::: Material provided :::

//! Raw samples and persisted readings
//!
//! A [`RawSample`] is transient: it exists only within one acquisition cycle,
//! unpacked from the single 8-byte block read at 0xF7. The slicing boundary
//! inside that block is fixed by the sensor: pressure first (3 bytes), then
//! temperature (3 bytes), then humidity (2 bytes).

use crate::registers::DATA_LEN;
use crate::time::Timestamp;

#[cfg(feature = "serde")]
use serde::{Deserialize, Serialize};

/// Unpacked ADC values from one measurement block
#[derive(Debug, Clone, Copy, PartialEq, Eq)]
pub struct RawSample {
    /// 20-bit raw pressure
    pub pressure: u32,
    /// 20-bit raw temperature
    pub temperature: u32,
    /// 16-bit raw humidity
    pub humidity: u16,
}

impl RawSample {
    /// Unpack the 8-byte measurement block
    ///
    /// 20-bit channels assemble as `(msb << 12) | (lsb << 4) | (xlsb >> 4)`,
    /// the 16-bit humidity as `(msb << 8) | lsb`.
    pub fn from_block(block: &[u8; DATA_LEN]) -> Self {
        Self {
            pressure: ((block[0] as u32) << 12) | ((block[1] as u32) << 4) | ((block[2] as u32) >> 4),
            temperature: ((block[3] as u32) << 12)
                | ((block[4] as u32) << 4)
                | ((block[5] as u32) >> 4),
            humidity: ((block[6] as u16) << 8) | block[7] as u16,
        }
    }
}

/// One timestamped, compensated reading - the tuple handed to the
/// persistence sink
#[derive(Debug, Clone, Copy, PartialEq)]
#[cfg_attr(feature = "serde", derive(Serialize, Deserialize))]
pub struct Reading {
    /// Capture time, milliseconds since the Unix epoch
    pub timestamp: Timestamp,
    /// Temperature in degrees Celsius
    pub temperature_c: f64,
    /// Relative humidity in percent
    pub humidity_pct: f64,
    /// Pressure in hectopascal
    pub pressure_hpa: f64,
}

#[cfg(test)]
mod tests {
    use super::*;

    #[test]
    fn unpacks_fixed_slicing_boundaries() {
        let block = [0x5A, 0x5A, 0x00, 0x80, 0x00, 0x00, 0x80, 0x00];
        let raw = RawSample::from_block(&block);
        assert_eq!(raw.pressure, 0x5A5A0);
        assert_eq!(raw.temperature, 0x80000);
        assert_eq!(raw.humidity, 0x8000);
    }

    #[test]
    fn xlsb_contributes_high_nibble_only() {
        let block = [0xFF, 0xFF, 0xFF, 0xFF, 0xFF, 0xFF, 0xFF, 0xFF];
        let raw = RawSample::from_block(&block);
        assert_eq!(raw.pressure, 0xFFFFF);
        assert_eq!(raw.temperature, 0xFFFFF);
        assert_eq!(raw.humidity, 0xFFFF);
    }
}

:::
::: Material provided :::

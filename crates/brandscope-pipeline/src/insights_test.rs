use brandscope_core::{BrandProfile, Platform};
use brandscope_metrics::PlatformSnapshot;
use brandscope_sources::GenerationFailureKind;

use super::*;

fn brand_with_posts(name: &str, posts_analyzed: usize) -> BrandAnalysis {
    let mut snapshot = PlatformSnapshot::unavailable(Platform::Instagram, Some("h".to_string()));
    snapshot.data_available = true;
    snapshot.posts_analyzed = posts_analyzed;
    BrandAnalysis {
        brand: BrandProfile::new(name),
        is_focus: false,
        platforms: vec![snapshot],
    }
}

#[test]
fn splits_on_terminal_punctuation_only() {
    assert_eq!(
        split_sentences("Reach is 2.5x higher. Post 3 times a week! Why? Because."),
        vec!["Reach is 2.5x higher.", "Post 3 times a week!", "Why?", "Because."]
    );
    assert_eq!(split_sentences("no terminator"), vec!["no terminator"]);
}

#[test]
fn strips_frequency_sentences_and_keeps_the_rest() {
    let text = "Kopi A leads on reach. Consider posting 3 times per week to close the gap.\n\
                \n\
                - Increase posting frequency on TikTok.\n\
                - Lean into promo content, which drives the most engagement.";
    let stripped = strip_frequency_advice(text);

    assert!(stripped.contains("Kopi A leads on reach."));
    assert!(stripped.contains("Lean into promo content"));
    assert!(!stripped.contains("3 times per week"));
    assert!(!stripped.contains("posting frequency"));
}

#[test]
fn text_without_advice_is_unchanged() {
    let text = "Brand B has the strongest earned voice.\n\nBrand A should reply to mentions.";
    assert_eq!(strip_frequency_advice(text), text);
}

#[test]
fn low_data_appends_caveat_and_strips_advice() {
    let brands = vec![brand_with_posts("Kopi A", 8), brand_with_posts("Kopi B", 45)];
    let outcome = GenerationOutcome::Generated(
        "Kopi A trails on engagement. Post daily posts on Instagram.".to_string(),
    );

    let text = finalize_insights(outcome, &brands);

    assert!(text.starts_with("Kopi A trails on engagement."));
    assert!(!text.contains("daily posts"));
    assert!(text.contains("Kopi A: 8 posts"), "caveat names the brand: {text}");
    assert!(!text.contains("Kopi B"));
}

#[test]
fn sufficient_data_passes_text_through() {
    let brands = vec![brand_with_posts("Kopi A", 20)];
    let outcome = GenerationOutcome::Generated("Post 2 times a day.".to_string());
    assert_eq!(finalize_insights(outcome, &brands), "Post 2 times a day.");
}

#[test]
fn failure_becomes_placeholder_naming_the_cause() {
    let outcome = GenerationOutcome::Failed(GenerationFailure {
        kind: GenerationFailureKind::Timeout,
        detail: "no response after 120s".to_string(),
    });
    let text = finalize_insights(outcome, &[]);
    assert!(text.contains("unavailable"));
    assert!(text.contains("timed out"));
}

:::
::: Material provided :::

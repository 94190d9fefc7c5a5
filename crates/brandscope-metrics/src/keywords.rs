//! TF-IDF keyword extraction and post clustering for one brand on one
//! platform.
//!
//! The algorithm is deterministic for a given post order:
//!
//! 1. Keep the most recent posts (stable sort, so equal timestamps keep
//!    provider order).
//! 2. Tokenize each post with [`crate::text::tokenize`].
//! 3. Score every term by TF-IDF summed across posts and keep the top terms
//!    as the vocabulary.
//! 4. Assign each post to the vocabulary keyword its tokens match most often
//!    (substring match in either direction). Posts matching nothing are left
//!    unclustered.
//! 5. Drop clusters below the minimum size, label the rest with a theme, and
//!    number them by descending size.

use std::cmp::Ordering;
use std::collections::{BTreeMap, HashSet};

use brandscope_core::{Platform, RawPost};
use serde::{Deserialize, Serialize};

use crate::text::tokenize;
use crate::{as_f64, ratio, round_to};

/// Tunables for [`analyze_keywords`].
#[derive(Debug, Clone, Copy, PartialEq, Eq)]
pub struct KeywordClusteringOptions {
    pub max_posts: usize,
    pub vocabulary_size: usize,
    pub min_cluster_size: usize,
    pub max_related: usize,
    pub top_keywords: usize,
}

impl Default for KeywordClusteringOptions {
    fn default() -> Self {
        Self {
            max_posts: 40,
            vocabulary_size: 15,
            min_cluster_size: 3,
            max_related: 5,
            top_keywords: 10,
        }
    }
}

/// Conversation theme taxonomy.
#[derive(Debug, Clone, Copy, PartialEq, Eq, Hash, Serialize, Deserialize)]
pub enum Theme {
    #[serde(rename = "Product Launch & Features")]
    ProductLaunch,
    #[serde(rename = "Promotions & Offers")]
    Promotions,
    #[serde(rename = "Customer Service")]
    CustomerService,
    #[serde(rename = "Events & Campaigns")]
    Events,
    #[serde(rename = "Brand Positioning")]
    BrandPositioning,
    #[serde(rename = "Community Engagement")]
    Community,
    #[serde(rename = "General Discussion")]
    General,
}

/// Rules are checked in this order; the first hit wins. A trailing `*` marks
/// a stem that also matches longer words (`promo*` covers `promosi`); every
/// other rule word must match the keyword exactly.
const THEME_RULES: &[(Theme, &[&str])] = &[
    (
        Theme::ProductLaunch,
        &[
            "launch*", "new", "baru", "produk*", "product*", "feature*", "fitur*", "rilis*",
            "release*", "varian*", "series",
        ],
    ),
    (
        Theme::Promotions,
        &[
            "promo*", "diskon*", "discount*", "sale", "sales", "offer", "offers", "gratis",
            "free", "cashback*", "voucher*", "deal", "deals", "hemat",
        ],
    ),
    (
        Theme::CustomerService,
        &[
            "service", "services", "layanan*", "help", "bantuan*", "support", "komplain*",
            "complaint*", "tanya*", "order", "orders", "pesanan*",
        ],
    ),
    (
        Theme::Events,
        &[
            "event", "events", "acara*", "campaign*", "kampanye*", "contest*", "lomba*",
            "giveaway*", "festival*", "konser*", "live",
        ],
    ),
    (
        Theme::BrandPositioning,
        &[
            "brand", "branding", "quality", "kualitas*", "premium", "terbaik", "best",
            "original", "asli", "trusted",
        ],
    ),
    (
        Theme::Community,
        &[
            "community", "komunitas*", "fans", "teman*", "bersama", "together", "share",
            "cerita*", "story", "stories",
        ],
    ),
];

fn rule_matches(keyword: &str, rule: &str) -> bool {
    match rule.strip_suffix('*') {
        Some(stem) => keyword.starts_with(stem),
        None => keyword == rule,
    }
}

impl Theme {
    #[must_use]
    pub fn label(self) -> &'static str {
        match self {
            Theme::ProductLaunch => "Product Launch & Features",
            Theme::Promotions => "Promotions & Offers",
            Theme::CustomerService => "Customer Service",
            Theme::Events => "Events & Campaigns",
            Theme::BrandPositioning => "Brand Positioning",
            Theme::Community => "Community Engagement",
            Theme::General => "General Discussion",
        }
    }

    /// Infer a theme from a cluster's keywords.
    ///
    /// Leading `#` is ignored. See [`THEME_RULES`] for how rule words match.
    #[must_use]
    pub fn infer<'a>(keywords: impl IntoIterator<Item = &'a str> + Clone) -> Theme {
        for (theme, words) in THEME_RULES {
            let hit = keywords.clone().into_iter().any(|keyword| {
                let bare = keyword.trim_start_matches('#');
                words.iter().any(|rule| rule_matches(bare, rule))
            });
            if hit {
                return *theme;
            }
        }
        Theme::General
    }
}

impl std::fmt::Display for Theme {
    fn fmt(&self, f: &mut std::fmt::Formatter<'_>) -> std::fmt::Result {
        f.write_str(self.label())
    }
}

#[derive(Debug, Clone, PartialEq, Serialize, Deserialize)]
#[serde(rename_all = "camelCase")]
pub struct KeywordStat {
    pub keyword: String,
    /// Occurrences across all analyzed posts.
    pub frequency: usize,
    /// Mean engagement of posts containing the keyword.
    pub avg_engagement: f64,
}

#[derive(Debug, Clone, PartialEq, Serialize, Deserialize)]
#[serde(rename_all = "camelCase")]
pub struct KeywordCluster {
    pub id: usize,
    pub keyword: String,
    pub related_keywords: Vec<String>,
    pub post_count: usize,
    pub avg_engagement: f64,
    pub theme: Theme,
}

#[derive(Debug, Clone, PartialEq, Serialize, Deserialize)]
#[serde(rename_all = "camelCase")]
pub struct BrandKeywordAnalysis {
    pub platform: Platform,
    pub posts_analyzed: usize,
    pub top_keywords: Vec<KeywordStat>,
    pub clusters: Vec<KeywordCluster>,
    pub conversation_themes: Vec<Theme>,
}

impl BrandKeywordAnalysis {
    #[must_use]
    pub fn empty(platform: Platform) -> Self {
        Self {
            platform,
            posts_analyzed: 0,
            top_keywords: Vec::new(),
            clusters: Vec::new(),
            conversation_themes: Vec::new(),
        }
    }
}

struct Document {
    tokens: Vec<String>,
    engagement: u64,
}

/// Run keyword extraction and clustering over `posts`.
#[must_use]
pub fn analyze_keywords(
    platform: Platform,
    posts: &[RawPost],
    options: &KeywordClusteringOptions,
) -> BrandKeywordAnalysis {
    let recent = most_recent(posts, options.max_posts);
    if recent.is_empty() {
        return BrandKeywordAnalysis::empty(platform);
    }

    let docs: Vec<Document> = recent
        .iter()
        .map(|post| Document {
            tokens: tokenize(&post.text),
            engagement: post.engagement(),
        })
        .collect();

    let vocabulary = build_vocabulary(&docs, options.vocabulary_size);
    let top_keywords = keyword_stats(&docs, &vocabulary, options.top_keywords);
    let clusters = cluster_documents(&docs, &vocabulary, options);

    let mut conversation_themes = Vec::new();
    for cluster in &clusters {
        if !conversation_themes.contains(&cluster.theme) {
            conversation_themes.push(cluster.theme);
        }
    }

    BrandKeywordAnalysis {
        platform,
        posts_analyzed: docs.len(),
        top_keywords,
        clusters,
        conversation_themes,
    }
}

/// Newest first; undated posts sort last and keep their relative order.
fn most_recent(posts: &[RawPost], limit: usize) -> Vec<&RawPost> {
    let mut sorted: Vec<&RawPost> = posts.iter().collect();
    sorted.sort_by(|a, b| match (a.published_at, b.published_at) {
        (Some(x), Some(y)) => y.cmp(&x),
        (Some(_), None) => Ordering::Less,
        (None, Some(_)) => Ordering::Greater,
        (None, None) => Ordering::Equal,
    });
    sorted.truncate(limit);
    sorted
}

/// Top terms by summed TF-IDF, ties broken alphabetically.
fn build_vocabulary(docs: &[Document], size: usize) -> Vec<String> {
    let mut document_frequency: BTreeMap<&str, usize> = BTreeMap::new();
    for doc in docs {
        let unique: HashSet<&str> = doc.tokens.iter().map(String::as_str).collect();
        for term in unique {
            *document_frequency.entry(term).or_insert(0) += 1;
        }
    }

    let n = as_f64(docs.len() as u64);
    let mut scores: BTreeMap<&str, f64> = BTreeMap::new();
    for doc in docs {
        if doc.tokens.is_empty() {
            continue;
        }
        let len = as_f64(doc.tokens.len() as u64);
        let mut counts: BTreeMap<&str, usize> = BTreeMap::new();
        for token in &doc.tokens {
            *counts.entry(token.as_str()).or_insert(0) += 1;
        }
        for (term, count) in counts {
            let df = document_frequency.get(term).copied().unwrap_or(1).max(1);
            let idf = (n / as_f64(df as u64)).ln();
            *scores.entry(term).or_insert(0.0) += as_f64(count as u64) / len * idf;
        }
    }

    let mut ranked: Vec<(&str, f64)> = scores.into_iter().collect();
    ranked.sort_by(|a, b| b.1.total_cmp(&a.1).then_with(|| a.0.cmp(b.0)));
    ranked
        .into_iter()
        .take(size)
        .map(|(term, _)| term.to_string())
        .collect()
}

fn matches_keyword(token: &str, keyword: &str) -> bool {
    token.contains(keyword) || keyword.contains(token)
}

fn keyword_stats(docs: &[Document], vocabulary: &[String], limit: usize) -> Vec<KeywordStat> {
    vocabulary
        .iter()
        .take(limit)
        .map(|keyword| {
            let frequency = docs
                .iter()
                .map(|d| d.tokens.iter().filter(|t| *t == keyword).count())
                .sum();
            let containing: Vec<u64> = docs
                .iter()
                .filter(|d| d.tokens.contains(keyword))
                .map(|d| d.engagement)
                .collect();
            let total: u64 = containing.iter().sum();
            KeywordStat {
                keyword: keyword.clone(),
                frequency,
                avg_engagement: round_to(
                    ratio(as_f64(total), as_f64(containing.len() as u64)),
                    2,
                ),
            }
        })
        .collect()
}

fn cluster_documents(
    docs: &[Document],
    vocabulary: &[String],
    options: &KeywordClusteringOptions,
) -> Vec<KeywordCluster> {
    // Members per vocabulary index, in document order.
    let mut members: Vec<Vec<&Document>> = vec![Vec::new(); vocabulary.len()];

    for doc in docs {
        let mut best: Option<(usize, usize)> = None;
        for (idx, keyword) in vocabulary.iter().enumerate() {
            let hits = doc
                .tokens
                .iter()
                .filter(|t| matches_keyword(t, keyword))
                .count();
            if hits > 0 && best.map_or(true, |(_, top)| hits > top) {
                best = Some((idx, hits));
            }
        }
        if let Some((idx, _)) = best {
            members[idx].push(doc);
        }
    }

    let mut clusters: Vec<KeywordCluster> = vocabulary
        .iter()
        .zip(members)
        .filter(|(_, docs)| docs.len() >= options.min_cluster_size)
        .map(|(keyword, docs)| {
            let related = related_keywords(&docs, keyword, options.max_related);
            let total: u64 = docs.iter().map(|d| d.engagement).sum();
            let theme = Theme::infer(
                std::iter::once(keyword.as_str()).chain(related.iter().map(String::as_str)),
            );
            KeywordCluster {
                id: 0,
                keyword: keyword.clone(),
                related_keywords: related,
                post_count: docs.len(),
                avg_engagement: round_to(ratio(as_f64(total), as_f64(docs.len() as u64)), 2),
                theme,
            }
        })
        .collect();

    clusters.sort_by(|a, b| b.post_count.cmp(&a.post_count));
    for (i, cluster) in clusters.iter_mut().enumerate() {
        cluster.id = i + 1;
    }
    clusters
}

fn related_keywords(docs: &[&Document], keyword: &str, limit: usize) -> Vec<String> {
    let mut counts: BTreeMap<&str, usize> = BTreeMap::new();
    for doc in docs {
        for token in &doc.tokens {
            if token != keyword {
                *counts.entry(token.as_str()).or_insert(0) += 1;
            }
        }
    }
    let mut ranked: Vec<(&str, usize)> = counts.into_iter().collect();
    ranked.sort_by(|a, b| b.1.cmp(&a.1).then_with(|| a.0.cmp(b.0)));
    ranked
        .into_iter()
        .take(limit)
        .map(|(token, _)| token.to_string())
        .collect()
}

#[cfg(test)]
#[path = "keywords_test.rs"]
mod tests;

:::

**Exercise**
Search the entries above for the string "BrandProfile". Copy each line that holds it.

**Task result**
use brandscope_core::{BrandProfile, Platform};
        brand: BrandProfile::new(name),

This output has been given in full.